### WHAT YOU WILL DO
Below are some records. Print exactly the lines between the one holding "fn authorize_url(&self) -> String;" and the one holding "http: reqwest::Client) ->", inclusive, and nothing else.

..............................

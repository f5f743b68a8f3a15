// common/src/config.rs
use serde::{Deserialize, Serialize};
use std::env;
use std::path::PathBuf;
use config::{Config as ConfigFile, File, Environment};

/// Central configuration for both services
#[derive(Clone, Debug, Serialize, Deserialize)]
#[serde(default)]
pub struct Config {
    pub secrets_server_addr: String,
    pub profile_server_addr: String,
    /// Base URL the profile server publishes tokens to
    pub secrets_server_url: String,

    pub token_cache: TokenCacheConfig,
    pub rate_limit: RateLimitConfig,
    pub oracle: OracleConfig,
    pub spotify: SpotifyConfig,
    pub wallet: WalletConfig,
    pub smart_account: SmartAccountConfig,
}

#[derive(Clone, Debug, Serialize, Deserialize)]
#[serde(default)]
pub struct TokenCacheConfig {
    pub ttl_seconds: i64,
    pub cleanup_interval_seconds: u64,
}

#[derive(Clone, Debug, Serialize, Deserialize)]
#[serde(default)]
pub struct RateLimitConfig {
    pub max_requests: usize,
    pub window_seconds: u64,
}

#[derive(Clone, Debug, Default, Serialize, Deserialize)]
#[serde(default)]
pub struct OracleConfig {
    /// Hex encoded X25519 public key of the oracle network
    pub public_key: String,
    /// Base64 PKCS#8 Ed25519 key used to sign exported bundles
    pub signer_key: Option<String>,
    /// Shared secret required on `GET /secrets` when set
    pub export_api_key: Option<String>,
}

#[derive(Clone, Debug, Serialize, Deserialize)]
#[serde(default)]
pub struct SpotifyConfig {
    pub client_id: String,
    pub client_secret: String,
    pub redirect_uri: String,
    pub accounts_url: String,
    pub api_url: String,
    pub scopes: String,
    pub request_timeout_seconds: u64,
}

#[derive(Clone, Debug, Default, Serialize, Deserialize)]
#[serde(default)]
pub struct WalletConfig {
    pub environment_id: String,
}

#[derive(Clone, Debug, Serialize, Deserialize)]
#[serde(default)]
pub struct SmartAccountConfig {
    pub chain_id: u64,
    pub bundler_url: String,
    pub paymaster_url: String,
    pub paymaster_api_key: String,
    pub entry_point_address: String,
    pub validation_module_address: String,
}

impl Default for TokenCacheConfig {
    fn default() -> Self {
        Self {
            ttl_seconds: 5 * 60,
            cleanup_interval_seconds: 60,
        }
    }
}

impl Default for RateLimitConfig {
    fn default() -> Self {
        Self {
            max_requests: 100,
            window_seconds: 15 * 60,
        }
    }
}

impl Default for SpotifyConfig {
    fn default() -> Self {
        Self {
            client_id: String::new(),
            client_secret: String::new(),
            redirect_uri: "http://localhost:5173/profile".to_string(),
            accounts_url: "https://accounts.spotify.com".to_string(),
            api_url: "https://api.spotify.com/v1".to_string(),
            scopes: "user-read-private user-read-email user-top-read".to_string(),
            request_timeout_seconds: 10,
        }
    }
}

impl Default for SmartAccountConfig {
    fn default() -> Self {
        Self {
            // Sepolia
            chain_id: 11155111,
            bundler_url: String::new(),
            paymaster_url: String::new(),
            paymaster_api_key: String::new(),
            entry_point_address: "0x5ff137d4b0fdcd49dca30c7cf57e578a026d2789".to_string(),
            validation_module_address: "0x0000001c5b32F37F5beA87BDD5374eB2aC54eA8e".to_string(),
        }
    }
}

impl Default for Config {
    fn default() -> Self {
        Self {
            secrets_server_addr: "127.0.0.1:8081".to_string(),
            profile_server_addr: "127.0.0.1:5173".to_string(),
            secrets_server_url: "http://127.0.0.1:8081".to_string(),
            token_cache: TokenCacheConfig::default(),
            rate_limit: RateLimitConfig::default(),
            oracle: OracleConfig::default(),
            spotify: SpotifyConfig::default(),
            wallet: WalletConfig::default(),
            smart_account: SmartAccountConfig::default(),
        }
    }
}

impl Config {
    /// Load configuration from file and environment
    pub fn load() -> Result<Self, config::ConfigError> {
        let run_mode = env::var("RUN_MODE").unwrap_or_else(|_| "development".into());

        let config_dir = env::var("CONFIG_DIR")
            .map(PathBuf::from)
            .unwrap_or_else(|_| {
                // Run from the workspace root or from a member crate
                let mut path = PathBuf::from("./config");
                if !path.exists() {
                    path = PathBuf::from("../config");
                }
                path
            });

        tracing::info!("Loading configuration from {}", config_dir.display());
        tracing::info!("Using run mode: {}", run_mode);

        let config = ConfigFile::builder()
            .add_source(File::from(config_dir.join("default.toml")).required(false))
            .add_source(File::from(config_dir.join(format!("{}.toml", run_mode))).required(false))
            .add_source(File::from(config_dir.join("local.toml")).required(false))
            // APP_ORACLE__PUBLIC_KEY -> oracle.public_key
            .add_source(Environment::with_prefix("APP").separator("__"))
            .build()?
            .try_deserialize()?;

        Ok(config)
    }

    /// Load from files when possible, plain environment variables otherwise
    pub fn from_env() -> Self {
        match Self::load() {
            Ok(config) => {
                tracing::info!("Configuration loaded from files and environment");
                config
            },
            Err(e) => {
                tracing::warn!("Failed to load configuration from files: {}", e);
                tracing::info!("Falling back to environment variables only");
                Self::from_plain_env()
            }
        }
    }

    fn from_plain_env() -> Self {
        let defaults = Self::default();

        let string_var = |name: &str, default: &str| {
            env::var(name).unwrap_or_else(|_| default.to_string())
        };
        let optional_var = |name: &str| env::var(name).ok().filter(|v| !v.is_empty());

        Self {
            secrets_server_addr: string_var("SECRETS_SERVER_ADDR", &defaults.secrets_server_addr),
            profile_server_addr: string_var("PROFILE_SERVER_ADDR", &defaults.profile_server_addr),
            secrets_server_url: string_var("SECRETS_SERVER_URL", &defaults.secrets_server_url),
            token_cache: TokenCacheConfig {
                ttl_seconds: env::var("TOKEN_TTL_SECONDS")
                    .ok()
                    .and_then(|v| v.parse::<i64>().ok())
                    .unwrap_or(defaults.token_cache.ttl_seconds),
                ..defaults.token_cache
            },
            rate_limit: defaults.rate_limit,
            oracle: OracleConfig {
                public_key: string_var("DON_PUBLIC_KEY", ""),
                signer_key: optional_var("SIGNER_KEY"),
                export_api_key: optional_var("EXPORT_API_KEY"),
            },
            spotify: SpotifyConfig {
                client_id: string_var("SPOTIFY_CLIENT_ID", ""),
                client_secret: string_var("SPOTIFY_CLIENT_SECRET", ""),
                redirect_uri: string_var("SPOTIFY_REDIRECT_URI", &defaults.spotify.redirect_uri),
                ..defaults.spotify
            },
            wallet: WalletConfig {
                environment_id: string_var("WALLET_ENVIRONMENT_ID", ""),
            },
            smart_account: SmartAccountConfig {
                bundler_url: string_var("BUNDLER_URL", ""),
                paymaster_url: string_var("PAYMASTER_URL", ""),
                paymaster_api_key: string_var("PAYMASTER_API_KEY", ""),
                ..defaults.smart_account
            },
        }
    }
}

..............................

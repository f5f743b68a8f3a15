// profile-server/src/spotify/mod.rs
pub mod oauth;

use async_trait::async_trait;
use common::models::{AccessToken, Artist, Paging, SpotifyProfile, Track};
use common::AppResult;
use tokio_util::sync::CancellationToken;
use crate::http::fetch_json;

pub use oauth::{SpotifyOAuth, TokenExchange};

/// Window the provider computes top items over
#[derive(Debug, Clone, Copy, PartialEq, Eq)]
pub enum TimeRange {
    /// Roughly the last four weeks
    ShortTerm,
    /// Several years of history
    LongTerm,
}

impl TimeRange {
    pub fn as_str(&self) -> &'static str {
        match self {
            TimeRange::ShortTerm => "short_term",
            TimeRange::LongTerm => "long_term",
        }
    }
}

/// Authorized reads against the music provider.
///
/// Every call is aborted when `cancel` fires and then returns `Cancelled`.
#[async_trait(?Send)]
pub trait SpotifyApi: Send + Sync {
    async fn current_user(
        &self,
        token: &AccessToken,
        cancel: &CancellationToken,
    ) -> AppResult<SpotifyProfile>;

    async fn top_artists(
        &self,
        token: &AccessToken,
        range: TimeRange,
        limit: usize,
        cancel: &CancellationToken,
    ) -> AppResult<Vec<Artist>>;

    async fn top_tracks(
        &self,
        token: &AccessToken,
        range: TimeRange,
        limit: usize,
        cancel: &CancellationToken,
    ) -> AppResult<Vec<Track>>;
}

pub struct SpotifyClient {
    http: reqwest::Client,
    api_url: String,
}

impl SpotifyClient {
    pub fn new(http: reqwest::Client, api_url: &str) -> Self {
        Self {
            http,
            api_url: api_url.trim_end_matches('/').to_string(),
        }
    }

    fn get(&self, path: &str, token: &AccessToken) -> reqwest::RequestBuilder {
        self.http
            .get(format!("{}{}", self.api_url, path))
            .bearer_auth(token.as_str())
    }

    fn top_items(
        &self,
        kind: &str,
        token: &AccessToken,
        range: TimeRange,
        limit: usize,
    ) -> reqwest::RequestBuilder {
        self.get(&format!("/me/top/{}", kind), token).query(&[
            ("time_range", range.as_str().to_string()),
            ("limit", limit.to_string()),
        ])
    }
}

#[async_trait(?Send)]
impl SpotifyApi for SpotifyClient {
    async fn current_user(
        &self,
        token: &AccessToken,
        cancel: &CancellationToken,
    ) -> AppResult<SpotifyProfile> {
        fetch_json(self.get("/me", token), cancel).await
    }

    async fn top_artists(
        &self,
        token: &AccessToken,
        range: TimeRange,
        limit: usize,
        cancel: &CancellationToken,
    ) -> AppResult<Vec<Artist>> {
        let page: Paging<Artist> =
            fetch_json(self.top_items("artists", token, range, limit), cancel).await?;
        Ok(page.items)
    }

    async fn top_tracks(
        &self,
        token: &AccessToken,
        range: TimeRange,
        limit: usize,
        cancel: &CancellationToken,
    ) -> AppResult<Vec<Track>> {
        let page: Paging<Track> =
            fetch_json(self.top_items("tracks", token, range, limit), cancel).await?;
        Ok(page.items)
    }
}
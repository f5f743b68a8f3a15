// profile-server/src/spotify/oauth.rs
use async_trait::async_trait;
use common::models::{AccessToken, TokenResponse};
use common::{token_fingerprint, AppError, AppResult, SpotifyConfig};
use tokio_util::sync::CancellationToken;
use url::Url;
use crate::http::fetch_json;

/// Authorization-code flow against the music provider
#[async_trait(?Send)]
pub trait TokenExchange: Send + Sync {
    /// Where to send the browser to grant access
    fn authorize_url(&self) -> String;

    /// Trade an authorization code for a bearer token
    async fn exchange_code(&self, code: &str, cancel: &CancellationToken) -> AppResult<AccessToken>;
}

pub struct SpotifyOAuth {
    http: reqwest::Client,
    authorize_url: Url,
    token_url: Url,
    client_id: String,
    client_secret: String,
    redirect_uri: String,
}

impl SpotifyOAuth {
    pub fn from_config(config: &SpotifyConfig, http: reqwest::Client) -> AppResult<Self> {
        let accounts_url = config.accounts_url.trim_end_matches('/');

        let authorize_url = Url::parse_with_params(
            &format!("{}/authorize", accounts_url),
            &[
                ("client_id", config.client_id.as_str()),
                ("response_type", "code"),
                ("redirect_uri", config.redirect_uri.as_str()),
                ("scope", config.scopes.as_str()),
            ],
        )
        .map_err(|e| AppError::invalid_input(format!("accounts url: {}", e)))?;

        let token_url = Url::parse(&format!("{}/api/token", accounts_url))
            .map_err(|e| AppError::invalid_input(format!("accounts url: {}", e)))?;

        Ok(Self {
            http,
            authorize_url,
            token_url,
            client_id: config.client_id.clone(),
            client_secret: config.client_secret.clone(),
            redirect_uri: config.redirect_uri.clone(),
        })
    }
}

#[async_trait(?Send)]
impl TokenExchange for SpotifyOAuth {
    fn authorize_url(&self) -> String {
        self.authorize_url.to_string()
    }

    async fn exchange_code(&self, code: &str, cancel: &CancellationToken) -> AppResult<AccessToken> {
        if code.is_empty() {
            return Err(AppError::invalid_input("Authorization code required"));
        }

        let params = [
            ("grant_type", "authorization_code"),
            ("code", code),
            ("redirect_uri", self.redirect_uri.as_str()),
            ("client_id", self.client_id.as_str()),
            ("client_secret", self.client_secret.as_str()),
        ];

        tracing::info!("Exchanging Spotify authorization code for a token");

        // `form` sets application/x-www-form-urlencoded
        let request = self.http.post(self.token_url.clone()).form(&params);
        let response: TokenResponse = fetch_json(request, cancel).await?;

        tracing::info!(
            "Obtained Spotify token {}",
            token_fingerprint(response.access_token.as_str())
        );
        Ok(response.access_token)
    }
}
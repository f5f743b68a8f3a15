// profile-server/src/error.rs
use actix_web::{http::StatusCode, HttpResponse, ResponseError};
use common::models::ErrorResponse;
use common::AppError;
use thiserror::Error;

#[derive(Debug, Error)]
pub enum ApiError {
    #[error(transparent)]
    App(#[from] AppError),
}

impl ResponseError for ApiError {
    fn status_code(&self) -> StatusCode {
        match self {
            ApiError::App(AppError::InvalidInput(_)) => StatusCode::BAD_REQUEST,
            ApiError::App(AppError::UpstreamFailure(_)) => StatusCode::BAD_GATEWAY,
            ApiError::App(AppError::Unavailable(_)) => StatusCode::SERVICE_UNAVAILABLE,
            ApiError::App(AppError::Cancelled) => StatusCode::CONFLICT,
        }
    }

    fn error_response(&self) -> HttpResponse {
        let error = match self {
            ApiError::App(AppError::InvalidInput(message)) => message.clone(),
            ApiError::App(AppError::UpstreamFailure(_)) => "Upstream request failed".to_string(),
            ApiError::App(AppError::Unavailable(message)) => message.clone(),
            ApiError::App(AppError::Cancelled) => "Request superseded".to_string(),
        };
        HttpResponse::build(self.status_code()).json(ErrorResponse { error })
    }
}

..............................

### SOLUTION
    fn authorize_url(&self) -> String;

    /// Trade an authorization code for a bearer token
    async fn exchange_code(&self, code: &str, cancel: &CancellationToken) -> AppResult<AccessToken>;
}

pub struct SpotifyOAuth {
    http: reqwest::Client,
    authorize_url: Url,
    token_url: Url,
    client_id: String,
    client_secret: String,
    redirect_uri: String,
}

impl SpotifyOAuth {
    pub fn from_config(config: &SpotifyConfig, http: reqwest::Client) -> AppResult<Self> {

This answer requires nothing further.